Nel 2049 le persone sogneranno pecore elettriche?

Blade Runner 2049 (uscito nel 2017) è il sequel del film cult Blade Runner (1982), a sua volta tratto dal romanzo di Philip K. Dick Il cacciatore di androidi. La pellicola, diretta da Villeneuve, offre un’inquietante visione sul futuro dell’umanità, tra laceranti conflitti identitari e paesaggi naturali desolati.

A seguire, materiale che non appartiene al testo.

//! Turn-order scheduling.
//!
//! Runs once per round: shuffles the roster, gives every entry a fresh id and
//! computes the fixed per-speaker duration. Nothing is retained between calls.

use std::fmt;
use std::str::FromStr;

use rand::seq::SliceRandom;
use rand::Rng;
use serde::{Deserialize, Serialize};
use uuid::Builder;

use super::participant::{Participant, ParticipantInput, ParticipantStatus};
use crate::error::ValidationError;

/// How the time budget is turned into a per-speaker duration.
#[derive(Debug, Clone, Copy, PartialEq, Eq, Default, Serialize, Deserialize)]
#[serde(rename_all = "snake_case")]
pub enum AllocationMode {
    /// The budget is the whole meeting, split evenly.
    #[default]
    TotalTime,
    /// The budget is what each person gets.
    PerMember,
}

impl fmt::Display for AllocationMode {
    fn fmt(&self, f: &mut fmt::Formatter<'_>) -> fmt::Result {
        match self {
            AllocationMode::TotalTime => f.write_str("total_time"),
            AllocationMode::PerMember => f.write_str("per_member"),
        }
    }
}

impl FromStr for AllocationMode {
    type Err = ValidationError;

    fn from_str(s: &str) -> Result<Self, Self::Err> {
        match s.trim().to_ascii_lowercase().replace('-', "_").as_str() {
            "total" | "total_time" => Ok(AllocationMode::TotalTime),
            "per_member" | "per_person" | "each" => Ok(AllocationMode::PerMember),
            other => Err(ValidationError::InvalidValue {
                field: "mode".into(),
                message: format!("expected 'total' or 'per-member', got '{other}'"),
            }),
        }
    }
}

/// Output of [`schedule`]: the shuffled turn order and the per-turn duration.
#[derive(Debug, Clone, PartialEq, Eq, Serialize, Deserialize)]
pub struct MeetingPlan {
    pub participants: Vec<Participant>,
    pub time_per_speaker_secs: u64,
}

impl MeetingPlan {
    pub fn len(&self) -> usize {
        self.participants.len()
    }

    pub fn is_empty(&self) -> bool {
        self.participants.is_empty()
    }

    /// Seconds the whole round takes if nobody is skipped.
    pub fn total_secs(&self) -> u64 {
        self.time_per_speaker_secs
            .saturating_mul(self.participants.len() as u64)
    }
}

/// Seconds each speaker gets for `time_value` minutes split over `count` people.
///
/// Never returns 0 for a positive budget.
pub fn time_per_speaker(time_value: u32, mode: AllocationMode, count: usize) -> u64 {
    let budget_secs = u64::from(time_value).saturating_mul(60);
    let secs = match mode {
        AllocationMode::TotalTime => budget_secs / count.max(1) as u64,
        AllocationMode::PerMember => budget_secs,
    };
    if secs < 1 && time_value > 0 {
        1
    } else {
        secs
    }
}

/// Per-speaker duration as previewed during setup: 0 while the inputs are
/// not yet startable.
///
/// Plain floor of the budget, without the 1-second minimum of
/// [`time_per_speaker`]: 1 minute over 100 people previews as 0 even though
/// the scheduled turns get 1 second each.
pub fn preview_time_per_speaker(time_value: u32, mode: AllocationMode, count: usize) -> u64 {
    if time_value == 0 || count == 0 {
        return 0;
    }
    let budget_secs = u64::from(time_value).saturating_mul(60);
    match mode {
        AllocationMode::TotalTime => budget_secs / count as u64,
        AllocationMode::PerMember => budget_secs,
    }
}

/// Shuffle `names` into a turn order and allocate speaking time.
///
/// Duplicate names are kept; each entry becomes its own participant. The
/// first participant in the returned order is already `Speaking`.
///
/// # Errors
///
/// Returns a [`ValidationError`] for an empty roster, a zero time budget or a
/// blank name.
pub fn schedule<I, P, R>(
    names: I,
    time_value: u32,
    mode: AllocationMode,
    rng: &mut R,
) -> Result<MeetingPlan, ValidationError>
where
    I: IntoIterator<Item = P>,
    P: Into<ParticipantInput>,
    R: Rng + ?Sized,
{
    let mut inputs: Vec<ParticipantInput> = names.into_iter().map(Into::into).collect();
    if inputs.is_empty() {
        return Err(ValidationError::EmptyRoster);
    }
    if time_value == 0 {
        return Err(ValidationError::NonPositiveTime(time_value));
    }
    if let Some(blank) = inputs.iter().position(|p| p.name.trim().is_empty()) {
        return Err(ValidationError::InvalidValue {
            field: "name".into(),
            message: format!("entry {blank} is blank"),
        });
    }

    // Fisher-Yates from the last index down, swapping with [0, i].
    inputs.shuffle(rng);

    let participants: Vec<Participant> = inputs
        .into_iter()
        .enumerate()
        .map(|(index, input)| Participant {
            id: Builder::from_random_bytes(rng.gen()).into_uuid(),
            name: input.name,
            status: if index == 0 {
                ParticipantStatus::Speaking
            } else {
                ParticipantStatus::Pending
            },
            is_custom: input.is_custom,
        })
        .collect();

    let time_per_speaker_secs = time_per_speaker(time_value, mode, participants.len());
    tracing::debug!(
        participants = participants.len(),
        time_per_speaker_secs,
        %mode,
        "scheduled meeting"
    );

    Ok(MeetingPlan {
        participants,
        time_per_speaker_secs,
    })
}

impl From<&str> for ParticipantInput {
    fn from(name: &str) -> Self {
        ParticipantInput::new(name)
    }
}

impl From<String> for ParticipantInput {
    fn from(name: String) -> Self {
        ParticipantInput::new(name)
    }
}

impl From<&String> for ParticipantInput {
    fn from(name: &String) -> Self {
        ParticipantInput::new(name.as_str())
    }
}

impl From<&ParticipantInput> for ParticipantInput {
    fn from(input: &ParticipantInput) -> Self {
        input.clone()
    }
}

#[cfg(test)]
mod tests {
    use super::*;
    use proptest::prelude::*;
    use rand::SeedableRng;
    use rand_pcg::Mcg128Xsl64;
    use std::collections::HashSet;

    fn seeded(seed: u64) -> Mcg128Xsl64 {
        Mcg128Xsl64::seed_from_u64(seed)
    }

    #[test]
    fn total_time_splits_evenly() {
        assert_eq!(time_per_speaker(30, AllocationMode::TotalTime, 3), 600);
        assert_eq!(time_per_speaker(10, AllocationMode::TotalTime, 7), 85);
    }

    #[test]
    fn per_member_ignores_count() {
        for count in [1, 2, 9, 250] {
            assert_eq!(time_per_speaker(2, AllocationMode::PerMember, count), 120);
        }
    }

    #[test]
    fn tiny_budget_clamps_to_one_second() {
        assert_eq!(time_per_speaker(1, AllocationMode::TotalTime, 100), 1);
        assert_eq!(time_per_speaker(1, AllocationMode::TotalTime, 10_000), 1);
    }

    #[test]
    fn preview_is_zero_until_startable() {
        assert_eq!(preview_time_per_speaker(0, AllocationMode::TotalTime, 3), 0);
        assert_eq!(preview_time_per_speaker(30, AllocationMode::TotalTime, 0), 0);
        assert_eq!(preview_time_per_speaker(30, AllocationMode::TotalTime, 3), 600);
    }

    #[test]
    fn preview_floors_without_the_one_second_minimum() {
        assert_eq!(preview_time_per_speaker(1, AllocationMode::TotalTime, 100), 0);
        assert_eq!(time_per_speaker(1, AllocationMode::TotalTime, 100), 1);
        assert_eq!(preview_time_per_speaker(1, AllocationMode::TotalTime, 60), 1);
        assert_eq!(preview_time_per_speaker(1, AllocationMode::PerMember, 100), 60);
    }

    #[test]
    fn schedule_rejects_bad_input() {
        let mut rng = seeded(1);
        let empty: [&str; 0] = [];
        assert_eq!(
            schedule(empty, 30, AllocationMode::TotalTime, &mut rng),
            Err(ValidationError::EmptyRoster)
        );
        assert_eq!(
            schedule(["a"], 0, AllocationMode::TotalTime, &mut rng),
            Err(ValidationError::NonPositiveTime(0))
        );
        assert!(matches!(
            schedule(["a", "  "], 5, AllocationMode::PerMember, &mut rng),
            Err(ValidationError::InvalidValue { .. })
        ));
    }

    #[test]
    fn schedule_keeps_duplicates_as_distinct_participants() {
        let plan = schedule(["Sam", "Sam", "Ada"], 3, AllocationMode::TotalTime, &mut seeded(7))
            .unwrap();
        assert_eq!(plan.participants.iter().filter(|p| p.name == "Sam").count(), 2);
        let ids: HashSet<_> = plan.participants.iter().map(|p| p.id).collect();
        assert_eq!(ids.len(), 3);
        assert_eq!(plan.time_per_speaker_secs, 60);
    }

    #[test]
    fn same_seed_same_order() {
        let names = ["a", "b", "c", "d", "e", "f"];
        let first = schedule(names, 5, AllocationMode::PerMember, &mut seeded(42)).unwrap();
        let again = schedule(names, 5, AllocationMode::PerMember, &mut seeded(42)).unwrap();
        let order = |p: &MeetingPlan| p.participants.iter().map(|x| x.name.clone()).collect::<Vec<_>>();
        assert_eq!(order(&first), order(&again));
    }

    #[test]
    fn every_position_is_reachable() {
        // Each of 4 names should land in front at least once over many shuffles.
        let names = ["a", "b", "c", "d"];
        let mut rng = seeded(3);
        let mut leaders = HashSet::new();
        for _ in 0..200 {
            let plan = schedule(names, 4, AllocationMode::TotalTime, &mut rng).unwrap();
            leaders.insert(plan.participants[0].name.clone());
        }
        assert_eq!(leaders.len(), 4);
    }

    #[test]
    fn custom_flag_is_carried() {
        let inputs = vec![ParticipantInput::custom("Guest"), ParticipantInput::new("Kim")];
        let plan = schedule(&inputs, 2, AllocationMode::PerMember, &mut seeded(0)).unwrap();
        let guest = plan.participants.iter().find(|p| p.name == "Guest").unwrap();
        assert!(guest.is_custom);
        assert_eq!(plan.total_secs(), 240);
    }

    #[test]
    fn mode_parses_cli_spellings() {
        assert_eq!("total".parse::<AllocationMode>().unwrap(), AllocationMode::TotalTime);
        assert_eq!("per-member".parse::<AllocationMode>().unwrap(), AllocationMode::PerMember);
        assert_eq!("PER_MEMBER".parse::<AllocationMode>().unwrap(), AllocationMode::PerMember);
        assert!("hourly".parse::<AllocationMode>().is_err());
    }

    proptest! {
        #[test]
        fn schedule_is_a_permutation(
            names in prop::collection::vec("[a-z]{1,6}", 1..30),
            seed in any::<u64>(),
        ) {
            let plan = schedule(&names, 15, AllocationMode::TotalTime, &mut seeded(seed)).unwrap();

            let mut got: Vec<String> = plan.participants.iter().map(|p| p.name.clone()).collect();
            let mut want = names.clone();
            got.sort();
            want.sort();
            prop_assert_eq!(got, want);

            let speaking = plan.participants.iter().filter(|p| p.is_speaking()).count();
            let pending = plan
                .participants
                .iter()
                .filter(|p| p.status == ParticipantStatus::Pending)
                .count();
            prop_assert_eq!(speaking, 1);
            prop_assert_eq!(pending, names.len() - 1);
            prop_assert!(plan.participants[0].is_speaking());
        }
    }
}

Fotografia di Valentina Steffenoni per l'articolo "Nel 2049 le persone sogneranno pecore elettriche?" di Martina Costanzo
Fotografia di Valentina Steffenoni

Il titolo originale dell’opera di Dick, capolavoro della fantascienza, da cui sono tratti i personaggi di Blade Runner 2049 è Do Androids Dream of Electric Sheep? (letteralmente Ma gli androidi sognano pecore elettriche?), chiara anticipazione della tematica portante della storia: in un mondo post-apocalittico, la convivenza ancora conflittuale tra esseri umani e androidi si riflette nel mondo interiore dell’individuo, tormentato dal dubbio se appartiene all’una o all’altra specie, insicuro delle proprie origini e desideroso di scoprire da dove proviene.

Trent’anni dopo il primo film, l’Agente K (Ryan Gosling) ha il compito di ritirare tutti i replicanti della vecchia serie, ormai rimpiazzati da altri più ubbidenti e affidabili. La storia ha inizio quando il protagonista trova, nella casa di un anziano androide, una scatola misteriosa contenente delle ossa: si tratta dei resti della replicante Rachel, l’amante dell’ex Blade Runner Rick Deckard (Harrison Ford), la quale era morta durante il parto.

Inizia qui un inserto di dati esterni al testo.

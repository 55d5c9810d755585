//! A session paired with the countdown that drives it.
//!
//! After every command or tick the runner re-derives whether a countdown
//! should exist: one is held exactly while the session is `Running`, and it
//! is dropped on every other path, including when the runner itself drops.

use std::time::Duration;

use super::countdown::{Countdown, TICK_PERIOD};
use super::participant::ParticipantInput;
use super::scheduler::{schedule, AllocationMode};
use super::session::{Command, MeetingState, Session};
use crate::error::ValidationError;
use crate::events::{AdvanceReason, Event};

#[derive(Debug)]
pub struct MeetingRunner {
    session: Session,
    countdown: Option<Countdown>,
    period: Duration,
}

impl Default for MeetingRunner {
    fn default() -> Self {
        Self::new()
    }
}

impl MeetingRunner {
    pub fn new() -> Self {
        Self::with_period(TICK_PERIOD)
    }

    pub fn with_period(period: Duration) -> Self {
        Self {
            session: Session::new(),
            countdown: None,
            period,
        }
    }

    pub fn session(&self) -> &Session {
        &self.session
    }

    pub fn is_counting_down(&self) -> bool {
        self.countdown.is_some()
    }

    /// Schedule `names` with the thread RNG and start the meeting.
    ///
    /// # Errors
    ///
    /// Returns the scheduler's [`ValidationError`] for unusable input.
    pub fn start<I, P>(
        &mut self,
        names: I,
        time_value: u32,
        mode: AllocationMode,
    ) -> Result<Option<Event>, ValidationError>
    where
        I: IntoIterator<Item = P>,
        P: Into<ParticipantInput>,
    {
        let plan = schedule(names, time_value, mode, &mut rand::thread_rng())?;
        Ok(self.dispatch(Command::Start(plan)))
    }

    /// Apply a command and bring the countdown in line with the new state.
    pub fn dispatch(&mut self, command: Command) -> Option<Event> {
        let event = self.session.apply(command);
        if let Some(Event::SpeakerAdvanced {
            reason: AdvanceReason::Skipped,
            ..
        }) = &event
        {
            // A skipped-to speaker gets a full first second.
            self.countdown = None;
        }
        self.sync_countdown();
        event
    }

    /// Wait for the next tick and apply it.
    ///
    /// Completes once per tick while running and never completes otherwise,
    /// which makes it suitable as a `tokio::select!` branch.
    pub async fn next_tick(&mut self) -> Option<Event> {
        loop {
            let Some(countdown) = self.countdown.as_mut() else {
                return std::future::pending().await;
            };
            if countdown.tick().await.is_some() {
                return self.dispatch(Command::Tick);
            }
            tracing::warn!("countdown closed unexpectedly, restarting");
            self.countdown = None;
            self.sync_countdown();
        }
    }

    fn sync_countdown(&mut self) {
        let should_run = self.session.state() == MeetingState::Running;
        match (should_run, self.countdown.is_some()) {
            (true, false) => self.countdown = Some(Countdown::start(self.period)),
            (false, true) => self.countdown = None,
            _ => {}
        }
    }
}
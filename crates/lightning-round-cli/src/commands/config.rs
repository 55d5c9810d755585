use anyhow::{bail, Result};
use clap::Subcommand;
use lightning_round_core::Config;

#[derive(Subcommand)]
pub enum ConfigAction {
    /// Get a config value
    Get {
        /// Config key (e.g. "meeting.default_minutes", "display.amber_ratio")
        key: String,
    },
    /// Set a config value
    Set {
        /// Config key
        key: String,
        /// New value; lists take comma-separated names
        value: String,
    },
    /// List all config values
    List,
    /// Reset config to defaults
    Reset,
    /// Print the config file location
    Path,
}

pub fn run(action: ConfigAction) -> Result<()> {
    match action {
        ConfigAction::Get { key } => {
            let config = Config::load()?;
            match config.get(&key) {
                Some(value) => println!("{value}"),
                None => bail!("unknown key: {key}"),
            }
        }
        ConfigAction::Set { key, value } => {
            let mut config = Config::load()?;
            config.set(&key, &value)?;
            tracing::info!(%key, %value, "config updated");
            println!("ok");
        }
        ConfigAction::List => {
            let config = Config::load()?;
            let json = serde_json::to_string_pretty(&config)?;
            println!("{json}");
        }
        ConfigAction::Reset => {
            let config = Config::default();
            config.save()?;
            println!("config reset to defaults");
        }
        ConfigAction::Path => {
            println!("{}", Config::path()?.display());
        }
    }
    Ok(())
}
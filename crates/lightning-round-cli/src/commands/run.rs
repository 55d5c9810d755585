//! Interactive meeting host.
//!
//! Reads one command per line from stdin while the countdown runs. An empty
//! line stands in for the pause key. Closing stdin ends the meeting.

use std::io::{IsTerminal, Write};

use anyhow::Result;
use clap::Args;
use lightning_round_core::storage::DisplayConfig;
use lightning_round_core::{Command, Config, Event, MeetingRunner, MeetingState};
use tokio::io::{AsyncBufReadExt, BufReader};

use super::setup::{Setup, SetupArgs};
use crate::render;

#[derive(Args, Debug)]
pub struct RunArgs {
    #[command(flatten)]
    pub setup: SetupArgs,
}

/// A line of user input.
#[derive(Debug, Clone, Copy, PartialEq, Eq)]
enum Key {
    Toggle,
    Skip,
    End,
    NewRound,
    Quit,
    Help,
    Unknown,
}

impl Key {
    fn parse(line: &str) -> Self {
        match line.trim().to_ascii_lowercase().as_str() {
            "" | "p" | "pause" | "resume" => Key::Toggle,
            "s" | "skip" | "n" | "next" => Key::Skip,
            "e" | "end" | "reset" => Key::End,
            "r" | "restart" | "new" => Key::NewRound,
            "q" | "quit" | "exit" => Key::Quit,
            "h" | "help" | "?" => Key::Help,
            _ => Key::Unknown,
        }
    }
}

pub fn run(args: RunArgs) -> Result<()> {
    let config = Config::load()?;
    let setup = args.setup.resolve(&config)?;

    let runtime = tokio::runtime::Builder::new_current_thread()
        .enable_all()
        .build()?;
    let result = runtime.block_on(host(setup, config.display));
    // A blocking stdin read cannot be cancelled; don't wait for it.
    runtime.shutdown_background();
    result
}

struct Screen {
    display: DisplayConfig,
    color: bool,
    /// A status line is drawn without a trailing newline.
    dirty_line: bool,
}

impl Screen {
    fn status(&mut self, runner: &MeetingRunner) -> Result<()> {
        let line = render::status_line(runner.session(), &self.display, self.color);
        let mut out = std::io::stdout().lock();
        if self.color {
            write!(out, "\r\x1b[2K{line}")?;
            self.dirty_line = true;
        } else {
            writeln!(out, "{line}")?;
        }
        out.flush()?;
        Ok(())
    }

    fn message(&mut self, text: &str) -> Result<()> {
        let mut out = std::io::stdout().lock();
        if self.dirty_line {
            writeln!(out)?;
            self.dirty_line = false;
        }
        writeln!(out, "{text}")?;
        Ok(())
    }

    fn event(&mut self, runner: &MeetingRunner, event: &Event) -> Result<()> {
        tracing::info!(event = event.kind(), state = ?runner.session().state(), "meeting event");
        if let Some(text) = render::describe(event) {
            self.message(&text)?;
        }
        if runner.session().is_active() {
            self.message(&render::board(runner.session()))?;
        }
        Ok(())
    }
}

async fn host(mut setup: Setup, display: DisplayConfig) -> Result<()> {
    let mut screen = Screen {
        display,
        color: std::io::stdout().is_terminal(),
        dirty_line: false,
    };
    let mut runner = MeetingRunner::new();
    let mut lines = BufReader::new(tokio::io::stdin()).lines();

    screen.message(render::HELP)?;
    start_round(&mut runner, &mut setup, &mut screen)?;

    loop {
        tokio::select! {
            event = runner.next_tick() => {
                match event {
                    Some(event) => screen.event(&runner, &event)?,
                    None => screen.status(&runner)?,
                }
            }
            line = lines.next_line() => {
                let Some(line) = line? else {
                    tracing::debug!("stdin closed");
                    break;
                };
                match Key::parse(&line) {
                    Key::Toggle => dispatch(&mut runner, &mut screen, Command::Toggle)?,
                    Key::Skip => dispatch(&mut runner, &mut screen, Command::Skip)?,
                    Key::End => dispatch(&mut runner, &mut screen, Command::End)?,
                    Key::NewRound => match runner.session().state() {
                        MeetingState::Idle | MeetingState::Finished => {
                            runner.dispatch(Command::End);
                            start_round(&mut runner, &mut setup, &mut screen)?;
                        }
                        _ => screen.message("A round is in progress; [e] ends it first.")?,
                    },
                    Key::Quit => break,
                    Key::Help => screen.message(render::HELP)?,
                    Key::Unknown => screen.message(&format!("unknown command '{}'", line.trim()))?,
                }
            }
        }
    }

    if let Some(event) = runner.dispatch(Command::End) {
        tracing::info!(event = event.kind(), "meeting torn down on exit");
    }
    screen.message("Bye.")?;
    Ok(())
}

fn start_round(runner: &mut MeetingRunner, setup: &mut Setup, screen: &mut Screen) -> Result<()> {
    let plan = setup.plan()?;
    dispatch(runner, screen, Command::Start(plan))
}

fn dispatch(runner: &mut MeetingRunner, screen: &mut Screen, command: Command) -> Result<()> {
    match runner.dispatch(command) {
        Some(event) => {
            screen.event(runner, &event)?;
            if runner.session().is_active() {
                screen.status(runner)?;
            }
        }
        None => tracing::debug!(state = ?runner.session().state(), "command ignored"),
    }
    Ok(())
}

La possibilità di procreare è prerogativa umana, e il fatto che un’androide abbia dato alla luce ben due figli (gemelli di sesso opposto) è un caso eccezionale. Viene quindi ordinato all’Agente K di nascondere la scoperta e di rintracciare il prima possibile i figli della replicante, poiché la notizia avrebbe sicuramente rischiato di rompere il fragile equilibrio tra umani e androidi.

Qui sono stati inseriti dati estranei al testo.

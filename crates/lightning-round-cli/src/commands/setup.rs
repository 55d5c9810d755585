//! Meeting setup shared by `run` and `plan`.

use anyhow::Result;
use clap::Args;
use lightning_round_core::{schedule, AllocationMode, Config, MeetingPlan, Roster};
use rand::{RngCore, SeedableRng};
use rand_pcg::Mcg128Xsl64;

#[derive(Args, Debug, Clone)]
pub struct SetupArgs {
    /// Participant names; each argument may hold several, comma-separated
    pub names: Vec<String>,
    /// Allocation mode: "total" splits the time, "per-member" gives it to each person
    #[arg(short, long)]
    pub mode: Option<AllocationMode>,
    /// Minutes for the whole meeting or for each person, depending on the mode
    #[arg(short = 't', long)]
    pub minutes: Option<u32>,
    /// Leave out the team roster from the config file
    #[arg(long)]
    pub no_team: bool,
    /// Seed the shuffle for a reproducible order
    #[arg(long)]
    pub seed: Option<u64>,
}

/// Validated setup ready to be scheduled, possibly more than once.
#[derive(Debug, Clone)]
pub struct Setup {
    pub roster: Roster,
    pub mode: AllocationMode,
    pub minutes: u32,
    rng: Option<Mcg128Xsl64>,
}

impl SetupArgs {
    pub fn resolve(&self, config: &Config) -> Result<Setup> {
        let mut roster = if self.no_team {
            Roster::new()
        } else {
            Roster::from_team(&config.meeting.roster)
        };
        for entry in &self.names {
            roster.add(entry);
        }

        let minutes = self.minutes.unwrap_or(config.meeting.default_minutes);
        let mode = self.mode.unwrap_or(config.meeting.default_mode);
        roster.validate(minutes)?;

        Ok(Setup {
            roster,
            mode,
            minutes,
            rng: self.seed.map(Mcg128Xsl64::seed_from_u64),
        })
    }
}

impl Setup {
    /// Shuffle the roster into a new plan.
    pub fn plan(&mut self) -> Result<MeetingPlan> {
        let mut thread_rng = rand::thread_rng();
        let rng: &mut dyn RngCore = match self.rng.as_mut() {
            Some(seeded) => seeded,
            None => &mut thread_rng,
        };
        let plan = schedule(self.roster.members(), self.minutes, self.mode, rng)?;
        Ok(plan)
    }
}

#[cfg(test)]
mod tests {
    use super::*;

    fn args(names: &[&str]) -> SetupArgs {
        SetupArgs {
            names: names.iter().map(|s| s.to_string()).collect(),
            mode: None,
            minutes: None,
            no_team: false,
            seed: Some(5),
        }
    }

    #[test]
    fn resolve_merges_team_and_arguments() {
        let mut config = Config::default();
        config.meeting.roster = vec!["Ada".into(), "Grace".into()];
        let setup = args(&["Linus, Ada", "Ken"]).resolve(&config).unwrap();
        let names: Vec<_> = setup.roster.names().collect();
        assert_eq!(names, vec!["Ada", "Grace", "Linus", "Ken"]);
        assert_eq!(setup.minutes, 30);
        assert_eq!(setup.mode, AllocationMode::TotalTime);
    }

    #[test]
    fn resolve_rejects_empty_roster() {
        let mut config = Config::default();
        config.meeting.roster = vec!["Ada".into()];
        let mut no_team = args(&[]);
        no_team.no_team = true;
        assert!(no_team.resolve(&config).is_err());
    }

    #[test]
    fn seeded_plans_repeat_across_setups() {
        let config = Config::default();
        let order = |setup: &mut Setup| {
            setup
                .plan()
                .unwrap()
                .participants
                .into_iter()
                .map(|p| p.name)
                .collect::<Vec<_>>()
        };
        let mut a = args(&["a, b, c, d, e"]).resolve(&config).unwrap();
        let mut b = args(&["a, b, c, d, e"]).resolve(&config).unwrap();
        assert_eq!(order(&mut a), order(&mut b));
    }
}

Iniziano le indagini del protagonista, il quale trova degli indizi che coincidono in modo sospetto con i ricordi artificiali con i quali era stato creato. Tutte le successive scoperte lo fanno dubitare di essere lui stesso l’unico figlio ancora in vita dell’androide Rachel e alla fine è costretto ad auto-ritirarsi.

L’apparente soluzione del caso non placa i suoi dubbi. Così, K riprende le indagini clandestinamente e riesce a rintracciare Rick Deckard, padre dei misteriosi figli, che spiega alcuni avvenimenti del suo passato. Dopo uno scontro con gli emissari dell’azienda che produce i replicanti, Rick viene catturato e l’Agente K scopre che il vero erede di Rachel non è lui, bensì la dottoressa Ana Stelline (Carla Juri) che lavora come creatrice di ricordi da innestare nei replicanti.

Per proteggere il segreto di Stelline, K si precipita a salvare Rick e lo porta finalmente dalla figlia. La fine di K è vicina, perché nel combattimento riporta delle ferite mortali. Nella sequenza finale, il giovane agente si accascia sulla scalinata di un palazzo, e l’ultima immagine che vede prima di morire è quella di un plumbeo cielo nevoso.

Il film è pervaso dall’inconfondibile sensazione di complessità e incertezza che già caratterizza il suo predecessore e l’opera originale. Il dubbio di essere un umano o un androide e il labile confine tra i due mondi tormentano i personaggi, che si interrogano sulla loro identità senza mai trovare una soluzione certa e definitiva. A ciò si aggiunge la spettacolare – e agghiacciante – rappresentazione del mondo del futuro, dove le persone vivono in enormi, inquinate e sovrappopolate città, e la natura maltrattata è diventata selvaggia e inospitale.

Le straordinarie immagini del 2049 sono mostrate allo spettatore tramite incredibili panorami e paesaggi dominati da suggestive palette di colori. Non a caso, la pellicola ha vinto agli Oscar del 2018 i premi per la miglior fotografia e i migliori effetti speciali. Tanta bellezza, che a volte può diventare perfino spaventosa, si scontra con la violenza di un’esistenza in bilico, in una continua lotta sia con l’esterno sia con l’interno.

Blade Runner 2049 racconta di un nuovo mondo che sembra ancora distante, ma forse non così tanto. Il confine tra tecnologia e umanità diventa sempre più sottile con il passare degli anni, e il rischio di perdersi tra le due dimensioni non è più solo fantascienza: le persone finiranno davvero per sognare pecore elettriche?